Mediterranean invaded by poisonous lion fish

The common lion fish (Pterois volitans) was originally 'only' found in the Indian Ocean, the Red Sea, South Africa and east of Sumatra. Lion fish are carnivores with a life span of up to 15 years. The largest of lion fish can grow to about 40 centimeters in length. Predators of lion fish are mostly larger lion fish. Despite the problems it causes, lion fishes are very suitable for human consumption.

The lion fish has now made its way to the Aegean Sea, particularly in the waters around the Greek island of Rhodes. It first appeared in the summer of 2015 after it swam into the Mediterranean via the Suez Canal.

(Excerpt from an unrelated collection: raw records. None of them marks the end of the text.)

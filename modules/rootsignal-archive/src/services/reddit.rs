// Reddit service: posts, topic search.
// Wraps ApifyClient, returns universal content types.

use anyhow::Result;
use apify_client::ApifyClient;
use chrono::{DateTime, Utc};
use tracing::info;
use uuid::Uuid;

use crate::store::InsertPost;
use crate::text_extract;

/// Raw fetched post before persistence.
pub(crate) struct FetchedPost {
    pub post: InsertPost,
}

pub(crate) struct RedditService {
    client: ApifyClient,
}

impl RedditService {
    pub(crate) fn new(client: ApifyClient) -> Self {
        Self { client }
    }

    /// Fetch posts from a subreddit.
    pub(crate) async fn fetch_posts(
        &self,
        identifier: &str,
        source_id: Uuid,
        limit: u32,
    ) -> Result<Vec<FetchedPost>> {
        info!(identifier, limit, "reddit: fetching posts");

        let raw = self.client.scrape_reddit_posts(identifier, limit).await?;

        let posts = raw
            .into_iter()
            .filter_map(|p| {
                if p.data_type.as_deref() != Some("post") {
                    return None;
                }
                let title = p.title.unwrap_or_default();
                let body = p.body.unwrap_or_default();
                let text = format!("{}\n\n{}", title, body).trim().to_string();
                if text.is_empty() {
                    return None;
                }
                let content_hash = rootsignal_common::content_hash(&text).to_string();

                let engagement = serde_json::json!({
                    "likes": p.up_votes,
                    "comments": p.number_of_comments,
                });

                let mentions = text_extract::extract_mentions(&text);
                let hashtags = text_extract::extract_hashtags(&text);

                Some(FetchedPost {
                    post: InsertPost {
                        source_id,
                        content_hash,
                        text: Some(text),
                        author: None,
                        location: None,
                        engagement: Some(engagement),
                        published_at: p.created_at.as_deref()
                            .and_then(|s| DateTime::parse_from_rfc3339(s).ok())
                            .map(|dt| dt.with_timezone(&Utc)),
                        permalink: p.url,
                        mentions,
                        hashtags,
                        media_type: Some("text".to_string()),
                        platform_id: None,
                    },
                })
            })
            .collect();

        Ok(posts)
    }

    /// Search Reddit by keywords (topic search).
    pub(crate) async fn search_topics(
        &self,
        topics: &[&str],
        source_id: Uuid,
        limit: u32,
    ) -> Result<Vec<FetchedPost>> {
        info!(?topics, limit, "reddit: searching topics");

        let raw = self.client.search_reddit_keywords(topics, limit).await?;

        let posts = raw
            .into_iter()
            .filter_map(|p| {
                if p.data_type.as_deref() != Some("post") {
                    return None;
                }
                let title = p.title.unwrap_or_default();
                let body = p.body.unwrap_or_default();
                let text = format!("{}\n\n{}", title, body).trim().to_string();
                if text.is_empty() {
                    return None;
                }
                let content_hash = rootsignal_common::content_hash(&text).to_string();

                let engagement = serde_json::json!({
                    "likes": p.up_votes,
                    "comments": p.number_of_comments,
                });

                let mentions = text_extract::extract_mentions(&text);
                let hashtags = text_extract::extract_hashtags(&text);

                Some(FetchedPost {
                    post: InsertPost {
                        source_id,
                        content_hash,
                        text: Some(text),
                        author: None,
                        location: None,
                        engagement: Some(engagement),
                        published_at: p.created_at.as_deref()
                            .and_then(|s| DateTime::parse_from_rfc3339(s).ok())
                            .map(|dt| dt.with_timezone(&Utc)),
                        permalink: p.url,
                        mentions,
                        hashtags,
                        media_type: Some("text".to_string()),
                        platform_id: None,
                    },
                })
            })
            .collect();

        Ok(posts)
    }
}

/// Extract a Reddit username from a URL like "https://www.reddit.com/user/NAME/..."
fn extract_reddit_username(url: &str) -> Option<String> {
    let parts: Vec<&str> = url.split('/').collect();
    for (i, part) in parts.iter().enumerate() {
        if (*part == "user" || *part == "u") && i + 1 < parts.len() {
            let name = parts[i + 1];
            if !name.is_empty() {
                return Some(name.to_string());
            }
        }
    }
    None
}

#[cfg(test)]
mod tests {
    use super::*;

    #[test]
    fn extract_reddit_user_from_url() {
        assert_eq!(
            extract_reddit_username("https://www.reddit.com/user/someuser/comments/abc"),
            Some("someuser".to_string())
        );
    }

    #[test]
    fn extract_reddit_user_short_form() {
        assert_eq!(
            extract_reddit_username("https://reddit.com/u/testuser"),
            Some("testuser".to_string())
        );
    }
}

The Hydrobiological station of the Greek Center of Sea Research based on Rhodes recently issued an announcement on the appearance of the common lionfish in the Aegean Sea. 

The station warned that the fish’s venomous spines inject a powerful protein-based toxin in their prey. In fact they are so poisonous that they even might be deadly to humans. Its population is known for rapidly multiplying and for this reason is listed as an invasive species. First caught in fishing nets in January 2016 in the shallow waters off Faliraki beach and then off Lindos, both specimens are now on display at the Rhodes Aquarium.

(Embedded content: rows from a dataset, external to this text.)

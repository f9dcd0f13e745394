use anyhow::Result;
use sqlx::PgPool;
use tracing::{info, warn};
use uuid::Uuid;

use rootsignal_graph::GraphClient;

/// Penalty factor applied per open issue traced back to a source.
const PENALTY_PER_ISSUE: f64 = 0.15;

/// Minimum quality penalty (floor).
const MIN_PENALTY: f64 = 0.1;

/// Apply quality penalties to sources that produced signals with open validation issues.
///
/// Cross-database flow:
/// 1. Query Postgres for open issues → (target_id, count) pairs
/// 2. Query Neo4j for signal → EXTRACTED_FROM → Source using those target_ids
/// 3. Aggregate issue counts per source and apply penalties
pub async fn apply_source_penalties(client: &GraphClient, pool: &PgPool) -> Result<PenaltyStats> {
    let mut stats = PenaltyStats::default();

    // Step 1: Get open issue counts per target_id from Postgres
    let rows = sqlx::query_as::<_, (Uuid, i64)>(
        "SELECT target_id, count(*) AS issue_count
         FROM validation_issues
         WHERE status = 'open'
         GROUP BY target_id",
    )
    .fetch_all(pool)
    .await?;

    if rows.is_empty() {
        return Ok(stats);
    }

    // Step 2: For each target_id, find the source via Neo4j graph traversal
    // Aggregate issue counts per source canonical_key
    let mut source_issues: std::collections::HashMap<String, i64> =
        std::collections::HashMap::new();

    for (target_id, issue_count) in &rows {
        let q = neo4rs::query(
            "MATCH (sig {id: $target_id})-[:EXTRACTED_FROM]->(s:Source)
             RETURN s.canonical_key AS key",
        )
        .param("target_id", target_id.to_string());

        let mut stream = client.inner().execute(q).await?;
        while let Some(row) = stream.next().await? {
            let key: String = row.get("key").unwrap_or_default();
            if !key.is_empty() {
                *source_issues.entry(key).or_insert(0) += issue_count;
            }
        }
    }

    // Step 3: Apply penalties
    for (key, issue_count) in &source_issues {
        let penalty = (1.0 - PENALTY_PER_ISSUE * (*issue_count as f64)).max(MIN_PENALTY);

        if let Err(e) = set_quality_penalty(client, key, penalty).await {
            warn!(source = key.as_str(), error = %e, "Failed to set quality penalty");
        } else {
            stats.sources_penalized += 1;
            info!(
                source = key.as_str(),
                penalty,
                issues = issue_count,
                "Applied quality penalty"
            );
        }
    }

    Ok(stats)
}

/// Reset quality_penalty to 1.0 for sources whose issues have all been resolved.
///
/// Cross-database flow:
/// 1. Query Neo4j for penalized sources + their signal IDs
/// 2. Batch-check Postgres for open issues against those signal IDs
/// 3. Reset any source whose signals have zero open issues
pub async fn reset_resolved_penalties(client: &GraphClient, pool: &PgPool) -> Result<u64> {
    // Step 1: Find penalized sources and their signal IDs from Neo4j
    let q = neo4rs::query(
        "MATCH (s:Source)
         WHERE s.quality_penalty < 1.0
         OPTIONAL MATCH (sig)-[:EXTRACTED_FROM]->(s)
         RETURN s.canonical_key AS key, collect(sig.id) AS signal_ids",
    );

    let mut stream = client.inner().execute(q).await?;
    let mut reset_count: u64 = 0;

    while let Some(row) = stream.next().await? {
        let key: String = row.get("key").unwrap_or_default();
        let signal_ids: Vec<String> = row.get("signal_ids").unwrap_or_default();

        if key.is_empty() {
            continue;
        }

        // Step 2: Check if any open issues exist for these signal IDs in Postgres
        let has_open_issues = if signal_ids.is_empty() {
            false
        } else {
            // Parse signal ID strings to UUIDs, skip any that don't parse
            let uuids: Vec<Uuid> = signal_ids
                .iter()
                .filter_map(|s| s.parse::<Uuid>().ok())
                .collect();

            if uuids.is_empty() {
                false
            } else {
                sqlx::query_scalar::<_, bool>(
                    "SELECT EXISTS(
                        SELECT 1 FROM validation_issues
                        WHERE target_id = ANY($1) AND status = 'open'
                    )",
                )
                .bind(&uuids)
                .fetch_one(pool)
                .await?
            }
        };

        // Step 3: Reset if no open issues remain
        if !has_open_issues {
            if let Err(e) = set_quality_penalty(client, &key, 1.0).await {
                warn!(source = key.as_str(), error = %e, "Failed to reset quality penalty");
            } else {
                reset_count += 1;
            }
        }
    }

    if reset_count > 0 {
        info!(
            count = reset_count,
            "Reset quality penalties for sources with no open issues"
        );
    }

    Ok(reset_count)
}

async fn set_quality_penalty(
    client: &GraphClient,
    canonical_key: &str,
    penalty: f64,
) -> Result<(), neo4rs::Error> {
    let q = neo4rs::query(
        "MATCH (s:Source {canonical_key: $key})
         SET s.quality_penalty = $penalty",
    )
    .param("key", canonical_key)
    .param("penalty", penalty);

    client.inner().run(q).await
}

#[derive(Debug, Default)]
pub struct PenaltyStats {
    pub sources_penalized: u64,
    pub sources_reset: u64,
}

But if these lionfishes are caught in waters around Rhodes, the surely must swim around Cyprus too? And yes they do. They are a danger to fishermen, divers, swimmers and spear hunters even though they use their spines to sting for defensive reasons, not offensive. Someone could touch a dead lion fish and still get injured. Even though they are not usually fatal, the pain and allergic reaction can be severe. If stung by a lion fish, it is recommended to immerse the wound in hot (but not scalding) water for about 30 minutes as soon as possible - the toxin quickly– this helps denature the lionfish venom and decrease pain.

Venomous or poisonous?

The terms venomous and poisonous are often used interchangeably, but incorrectly. There is, in fact, a difference between a venomous organism and a poisonous organism. Both venomous and poisonous animals produce a toxin that is injurious or even lethal to another organism. However, the real difference between the two involves how that toxin is delivered.

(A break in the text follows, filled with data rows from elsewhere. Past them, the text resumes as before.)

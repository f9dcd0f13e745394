use dioxus::prelude::*;

use super::layout::Layout;
use crate::templates::render_to_html;

#[derive(Clone, PartialEq)]
pub struct CityView {
    pub name: String,
    pub slug: String,
    pub center_lat: f64,
    pub center_lng: f64,
    pub radius_km: f64,
    pub geo_terms: String,
    pub active: bool,
    pub scout_running: bool,
    pub source_count: u32,
    pub signal_count: u32,
    pub last_scout_completed: Option<String>,
    pub sources_due: u32,
}

#[allow(non_snake_case)]
#[component]
fn CitiesList(cities: Vec<CityView>) -> Element {
    rsx! {
        Layout { title: "Cities".to_string(), active_page: "cities".to_string(),
            div { class: "max-w-4xl mx-auto p-6",
                h2 { class: "text-xl font-semibold mb-4", "Cities" }

                div { class: "bg-white border border-gray-200 rounded-lg p-4 mb-6",
                    h3 { class: "font-semibold mb-3", "Add City" }
                    form { method: "POST", action: "/admin/cities",
                        div { class: "flex gap-3 items-end",
                            div { class: "flex-1",
                                label { r#for: "location", class: "block text-sm text-gray-500 mb-1", "City" }
                                input {
                                    r#type: "text", name: "location", id: "location", required: true,
                                    class: "w-full px-3 py-2 border border-gray-300 rounded text-sm",
                                    placeholder: "Minneapolis, Minnesota"
                                }
                            }
                            button {
                                r#type: "submit",
                                class: "px-6 py-2 bg-blue-600 text-white rounded text-sm cursor-pointer hover:bg-blue-800",
                                "Add City"
                            }
                        }
                    }
                }

                if cities.is_empty() {
                    p { class: "text-gray-400 text-center py-10",
                        "No cities yet. Add one above to get started."
                    }
                }
                for city in cities.iter() {
                    div { class: "bg-white border border-gray-200 rounded-lg p-4 mb-3 hover:border-gray-400",
                        div { class: "flex items-center gap-2 mb-1",
                            h3 { class: "text-base font-semibold",
                                a { href: "/admin/cities/{city.slug}", class: "text-gray-900 hover:text-blue-600 no-underline",
                                    "{city.name}"
                                }
                            }
                            span { class: "text-xs text-gray-400", "({city.slug})" }
                            if city.active {
                                span { class: "inline-block px-2 py-0.5 rounded-full text-xs font-semibold uppercase bg-green-50 text-green-800",
                                    "active"
                                }
                            } else {
                                span { class: "inline-block px-2 py-0.5 rounded-full text-xs font-semibold uppercase bg-gray-100 text-gray-500",
                                    "inactive"
                                }
                            }
                        }
                        div { class: "flex gap-3 items-center text-xs text-gray-400 mt-1",
                            span { class: "inline-flex items-center gap-1 px-2 py-0.5 rounded bg-blue-50 text-blue-700 font-semibold",
                                "{city.signal_count} signals"
                            }
                            span { class: "inline-flex items-center gap-1 px-2 py-0.5 rounded bg-indigo-50 text-indigo-700 font-semibold",
                                "{city.source_count} sources"
                            }
                            if let Some(last) = &city.last_scout_completed {
                                span { class: "inline-flex items-center gap-1 px-2 py-0.5 rounded bg-gray-100 text-gray-600 font-semibold",
                                    "Last scout: {last}"
                                }
                            } else {
                                span { class: "inline-flex items-center gap-1 px-2 py-0.5 rounded bg-gray-100 text-gray-400 font-semibold",
                                    "Never scouted"
                                }
                            }
                            if city.sources_due > 0 {
                                {
                                    let due = city.sources_due;
                                    let s = if due != 1 { "s" } else { "" };
                                    rsx! {
                                        span { class: "inline-flex items-center gap-1 px-2 py-0.5 rounded bg-amber-50 text-amber-700 font-semibold",
                                            "{due} source{s} due"
                                        }
                                    }
                                }
                            }
                        }
                        div { class: "flex gap-3 items-center text-xs text-gray-400 mt-1",
                            span { "Center: {city.center_lat:.4}, {city.center_lng:.4}" }
                            span { "Radius: {city.radius_km:.0} km" }
                            if !city.geo_terms.is_empty() {
                                span { "Terms: {city.geo_terms}" }
                            }
                        }
                        div { class: "mt-2 flex gap-2 items-center",
                            if city.scout_running {
                                span { class: "inline-flex items-center gap-1 text-xs text-amber-700 bg-amber-50 px-3 py-1 rounded",
                                    "Scout running\u{2026}"
                                }
                                form { method: "POST", action: "/admin/cities/{city.slug}/scout/stop", class: "inline",
                                    button {
                                        r#type: "submit",
                                        class: "px-3 py-1 bg-red-600 text-white rounded text-xs cursor-pointer hover:bg-red-800",
                                        "Stop"
                                    }
                                }
                                form { method: "POST", action: "/admin/cities/{city.slug}/scout/reset", class: "inline",
                                    button {
                                        r#type: "submit",
                                        class: "px-3 py-1 border border-gray-300 text-gray-600 rounded text-xs cursor-pointer hover:bg-gray-100",
                                        "Reset Lock"
                                    }
                                }
                            } else {
                                form { method: "POST", action: "/admin/cities/{city.slug}/scout", class: "inline",
                                    button {
                                        r#type: "submit",
                                        class: "px-3 py-1 bg-indigo-600 text-white rounded text-xs cursor-pointer hover:bg-indigo-800",
                                        "Run Scout"
                                    }
                                }
                            }
                        }
                    }
                }
            }
        }
    }
}

pub fn render_cities(cities: Vec<CityView>) -> String {
    let mut dom = VirtualDom::new_with_props(CitiesList, CitiesListProps { cities });
    dom.rebuild_in_place();
    render_to_html(&dom)
}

Venomous organisms deliver or inject venom directly into other organisms. Poisonous organisms, on the other hand, do not deliver their toxins directly. The entire body or large parts of it, may contain the poisonous substance. These organisms may be harmful when eaten or even touched.

The short answer is therefore: if it bites you and you die, it is venomous. If you bite it and die, it is poisonous.